Secretary of State Condoleezza Rice is making plans for a diplomatic shuttle to the region as early as this weekend, a State Department official said. As the conflict enters its ninth day, at least 300 Lebanese and 29 Israelis have been killed.

Critics such as French President Jacques Chirac call Israel's response "disproportionate'' and are urging Prime Minister Ehud Olmert's government to stop bombing Lebanese bridges, power stations and airports. The U.S. says Israel is exercising its legitimate right of self-defense in a conflict triggered by Hezbollah and Hamas kidnappings of Israeli soldiers.

"The Israelis are doing what they think is necessary to protect their borders,'' White House Press Secretary Tony Snow said yesterday.
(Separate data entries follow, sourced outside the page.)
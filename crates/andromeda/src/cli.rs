//! Clap derive structures for the `andromeda` CLI.
//!
//! Defines the command tree, global flags, and shared types.

use clap::{Args, Parser, Subcommand, ValueEnum};

use andromeda_core::RoomId;

// ── Top-Level CLI ────────────────────────────────────────────────────

/// andromeda -- terminal client for the Andromeda social network
#[derive(Debug, Parser)]
#[command(
    name = "andromeda",
    version,
    about = "Andromeda social network from the command line",
    long_about = "Log in to an Andromeda server, follow your notifications live,\n\
        and chat in rooms over the realtime WebSocket channels.",
    propagate_version = true,
    subcommand_required = true,
    arg_required_else_help = true
)]
pub struct Cli {
    #[command(flatten)]
    pub global: GlobalOpts,

    #[command(subcommand)]
    pub command: Command,
}

// ── Global Options ───────────────────────────────────────────────────

#[derive(Debug, Args)]
pub struct GlobalOpts {
    /// Server profile to use
    #[arg(long, short = 'p', env = "ANDROMEDA_PROFILE", global = true)]
    pub profile: Option<String>,

    /// Server URL (overrides profile)
    #[arg(long, short = 's', env = "ANDROMEDA_SERVER", global = true)]
    pub server: Option<String>,

    /// Output format
    #[arg(long, short = 'o', default_value = "table", global = true)]
    pub output: OutputFormat,

    /// When to use color output
    #[arg(long, default_value = "auto", global = true)]
    pub color: ColorMode,

    /// Increase verbosity (-v, -vv, -vvv)
    #[arg(long, short = 'v', action = clap::ArgAction::Count, global = true)]
    pub verbose: u8,

    /// Suppress non-error output
    #[arg(long, short = 'q', global = true)]
    pub quiet: bool,

    /// Accept self-signed TLS certificates
    #[arg(long, short = 'k', global = true)]
    pub insecure: bool,

    /// Request timeout in seconds (overrides profile)
    #[arg(long, global = true)]
    pub timeout: Option<u64>,
}

// ── Output & Color Enums ─────────────────────────────────────────────

#[derive(Debug, Clone, ValueEnum)]
pub enum OutputFormat {
    /// Human-readable (default, interactive)
    Table,
    /// Pretty-printed JSON
    Json,
    /// Compact single-line JSON (one event per line when streaming)
    JsonCompact,
    /// Plain text, one value per line (scripting)
    Plain,
}

#[derive(Debug, Clone, ValueEnum)]
pub enum ColorMode {
    /// Auto-detect (color if terminal is interactive)
    Auto,
    /// Always emit color codes
    Always,
    /// Never emit color codes
    Never,
}

// ── Top-Level Command Enum ───────────────────────────────────────────

#[derive(Debug, Subcommand)]
pub enum Command {
    /// Log in and store the session
    Login(LoginArgs),

    /// Create an account (logs in on success)
    Register,

    /// End the session and forget the stored tokens
    Logout,

    /// Show the logged-in user
    #[command(alias = "me")]
    Whoami,

    /// Unread count and live notifications
    #[command(alias = "notif", alias = "n")]
    Notifications(NotificationsArgs),

    /// Join a chat room: prints live events, sends lines from stdin
    Chat(ChatArgs),

    /// Manage CLI configuration and profiles
    Config(ConfigArgs),

    /// Generate shell completions
    Completions(CompletionsArgs),
}

// ━━━━━━━━━━━━━━━━━━━━━━━━━━━━━━━━━━━━━━━━━━━━━━━━━━━━━━━━━━━━━━━━━━
//  AUTH
// ━━━━━━━━━━━━━━━━━━━━━━━━━━━━━━━━━━━━━━━━━━━━━━━━━━━━━━━━━━━━━━━━━━

#[derive(Debug, Args)]
pub struct LoginArgs {
    /// Username (defaults to the profile's, then prompts)
    #[arg(long, short = 'u')]
    pub username: Option<String>,
}

// ━━━━━━━━━━━━━━━━━━━━━━━━━━━━━━━━━━━━━━━━━━━━━━━━━━━━━━━━━━━━━━━━━━
//  NOTIFICATIONS
// ━━━━━━━━━━━━━━━━━━━━━━━━━━━━━━━━━━━━━━━━━━━━━━━━━━━━━━━━━━━━━━━━━━

#[derive(Debug, Args)]
pub struct NotificationsArgs {
    #[command(subcommand)]
    pub command: NotificationsCommand,
}

#[derive(Debug, Subcommand)]
pub enum NotificationsCommand {
    /// Print the unread notification count
    Unread,

    /// Mark every notification read
    ReadAll,

    /// Stream notifications and the unread counter until interrupted
    Watch,
}

// ━━━━━━━━━━━━━━━━━━━━━━━━━━━━━━━━━━━━━━━━━━━━━━━━━━━━━━━━━━━━━━━━━━
//  CHAT
// ━━━━━━━━━━━━━━━━━━━━━━━━━━━━━━━━━━━━━━━━━━━━━━━━━━━━━━━━━━━━━━━━━━

#[derive(Debug, Args)]
#[command(after_help = "While connected, type a line to send it. Commands:\n  \
    /typing            toggle the typing indicator\n  \
    /read <id>         send a read receipt\n  \
    /reply <id> <text> reply to a message\n  \
    /quit              leave the room")]
pub struct ChatArgs {
    /// Room ID
    pub room: RoomId,
}

// ━━━━━━━━━━━━━━━━━━━━━━━━━━━━━━━━━━━━━━━━━━━━━━━━━━━━━━━━━━━━━━━━━━
//  CONFIG
// ━━━━━━━━━━━━━━━━━━━━━━━━━━━━━━━━━━━━━━━━━━━━━━━━━━━━━━━━━━━━━━━━━━

#[derive(Debug, Args)]
pub struct ConfigArgs {
    #[command(subcommand)]
    pub command: ConfigCommand,
}

#[derive(Debug, Subcommand)]
pub enum ConfigCommand {
    /// Create initial config file with guided setup
    Init,

    /// Print the config file location
    Path,

    /// Display current configuration (secrets masked)
    Show,

    /// List configured profiles
    Profiles,

    /// Store a password in the system keyring
    SetPassword {
        /// Profile name
        #[arg(long)]
        profile: Option<String>,
    },
}

// ━━━━━━━━━━━━━━━━━━━━━━━━━━━━━━━━━━━━━━━━━━━━━━━━━━━━━━━━━━━━━━━━━━
//  COMPLETIONS
// ━━━━━━━━━━━━━━━━━━━━━━━━━━━━━━━━━━━━━━━━━━━━━━━━━━━━━━━━━━━━━━━━━━

#[derive(Debug, Args)]
pub struct CompletionsArgs {
    /// Shell to generate completions for
    pub shell: clap_complete::Shell,
}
Rice, who was scheduled to depart on a week-long trip to Asia this Sunday, is planning to visit the Middle East as early as Saturday. That will require rescheduling or canceling some of her Asian stops, State Department officials involved in her trip preparation said.

A Mideast shuttle would take Rice to Israel and possibly Egypt, Jordan and Saudi Arabia -- though not to Syria, which the U.S. blames for sponsoring the cross-border Hezbollah raid that sparked the current crisis.

Annan, U.S. at Odds
Rice plans to have dinner tonight with United Nations Secretary-General Kofi Annan, whose call for an immediate cease- fire puts him at odds with U.S. officials who want Israel to have enough time to knock out Hezbollah as an effective fighting force.

Some Mideast experts cautioned that time may not be on the side of the Americans or the Israelis. "There's a recognition that the longer the campaign goes on, that the anger towards Hezbollah for inviting war with Israel will shift to a frustration with Israel,'' said David Schenker, a specialist in Lebanese politics at the Washington Institute for Near East Policy, a research group.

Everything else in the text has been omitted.